You can hide in the shadows
And pretend I won't find you
But don't you wish you'd just listened more?
I could listen to more lies
About promises you kept
Will you walk on water
Like you said you would?
I could make you my prisoner
But you were dead men talking
When you burned the oceans
Like you said you would
You can beg for god's mercy
And pretend that he hears you
But don't you wish you'd just listened more?
You can drown in your sorrow
And pretend you were helpless
But don't you wish you'd just listened more?
This was always your one life
I won't pretend that it matters
But don't you wish you'd just listened more?
This was always your one home
I won't pretend that I'll miss you
But don't you wish you'd just listened more?
Well that’s my take on these two videos. What are your impressions? Leave a comment – I’m listening.

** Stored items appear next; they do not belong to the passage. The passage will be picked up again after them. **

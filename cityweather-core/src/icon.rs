use std::fmt;

/// Named icons understood by the display layer.
#[derive(Debug, Clone, Copy, PartialEq, Eq, Hash)]
pub enum WeatherIcon {
    ClearDay,
    Cloudy,
    Rain,
    Snow,
    Sleet,
    Wind,
    PartlyCloudyDay,
}

impl WeatherIcon {
    pub fn as_str(&self) -> &'static str {
        match self {
            WeatherIcon::ClearDay => "CLEAR_DAY",
            WeatherIcon::Cloudy => "CLOUDY",
            WeatherIcon::Rain => "RAIN",
            WeatherIcon::Snow => "SNOW",
            WeatherIcon::Sleet => "SLEET",
            WeatherIcon::Wind => "WIND",
            WeatherIcon::PartlyCloudyDay => "PARTLY_CLOUDY_DAY",
        }
    }
}

impl fmt::Display for WeatherIcon {
    fn fmt(&self, f: &mut fmt::Formatter<'_>) -> fmt::Result {
        f.write_str(self.as_str())
    }
}

#[derive(Debug, Clone, Copy, PartialEq, Eq, Hash)]
pub enum IconColor {
    Yellow,
    Gray,
    Blue,
}

impl IconColor {
    pub fn as_str(&self) -> &'static str {
        match self {
            IconColor::Yellow => "yellow",
            IconColor::Gray => "gray",
            IconColor::Blue => "blue",
        }
    }
}

impl fmt::Display for IconColor {
    fn fmt(&self, f: &mut fmt::Formatter<'_>) -> fmt::Result {
        f.write_str(self.as_str())
    }
}

#[derive(Debug, Clone, Copy, PartialEq, Eq)]
pub struct Display {
    pub icon: WeatherIcon,
    pub color: IconColor,
}

/// Maps a provider condition category ("Clear", "Rain", ...) to an icon and color.
///
/// Unknown categories fall back to a partly-cloudy icon in gray.
pub fn map_icon(category: &str) -> Display {
    let (icon, color) = match category {
        "Clear" => (WeatherIcon::ClearDay, IconColor::Yellow),
        "Clouds" => (WeatherIcon::Cloudy, IconColor::Gray),
        "Rain" => (WeatherIcon::Rain, IconColor::Blue),
        "Snow" => (WeatherIcon::Snow, IconColor::Gray),
        "Drizzle" => (WeatherIcon::Sleet, IconColor::Gray),
        "Thunderstorm" => (WeatherIcon::Wind, IconColor::Gray),
        _ => (WeatherIcon::PartlyCloudyDay, IconColor::Gray),
    };

    Display { icon, color }
}

#[cfg(test)]
mod tests {
    use super::*;

    #[test]
    fn known_categories() {
        let cases = [
            ("Clear", "CLEAR_DAY", "yellow"),
            ("Clouds", "CLOUDY", "gray"),
            ("Rain", "RAIN", "blue"),
            ("Snow", "SNOW", "gray"),
            ("Drizzle", "SLEET", "gray"),
            ("Thunderstorm", "WIND", "gray"),
        ];

        for (category, icon, color) in cases {
            let display = map_icon(category);
            assert_eq!(display.icon.as_str(), icon, "{category}");
            assert_eq!(display.color.as_str(), color, "{category}");
        }
    }

    #[test]
    fn unknown_category_falls_back() {
        let display = map_icon("Tornado");
        assert_eq!(display.icon, WeatherIcon::PartlyCloudyDay);
        assert_eq!(display.color, IconColor::Gray);

        assert_eq!(map_icon("").icon, WeatherIcon::PartlyCloudyDay);
        assert_eq!(map_icon("clear").icon, WeatherIcon::PartlyCloudyDay);
    }
}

***I can’t promise the videos can be seen outside the US but hopefully you will find a version you can watch.
I grew up in a safe environment. Everything was safe. The food was safe. Society was safe. School was safe. Home was safe. But as I got older I learned that it wasn’t safe it was just protected.
There are people who still want to live in their own comfortable “protected” worlds. But protection is a myth. A legend elders tell children. It does not exist. And insisting it does exist, does not make it so.
Further I suggest that propagating this delusion is more harmful than preparing for the facts. The truth. Example: Climate change deniers often use their arguments as an excuse to keep from preparing for the consequences of climate change and taking action to slow it’s impact. And now with the pandemic, humanities approach to disease belies their own unpreparedness. Death and sickness has become unacceptable (even though it is inevitable) So they wear masks, they fight over it, they try to shame those who are “awake” and not afraid. They want a safe world where things don’t change. The climate doesn’t change. People don’t get sick and die. The world doesn’t change. Everything is safe.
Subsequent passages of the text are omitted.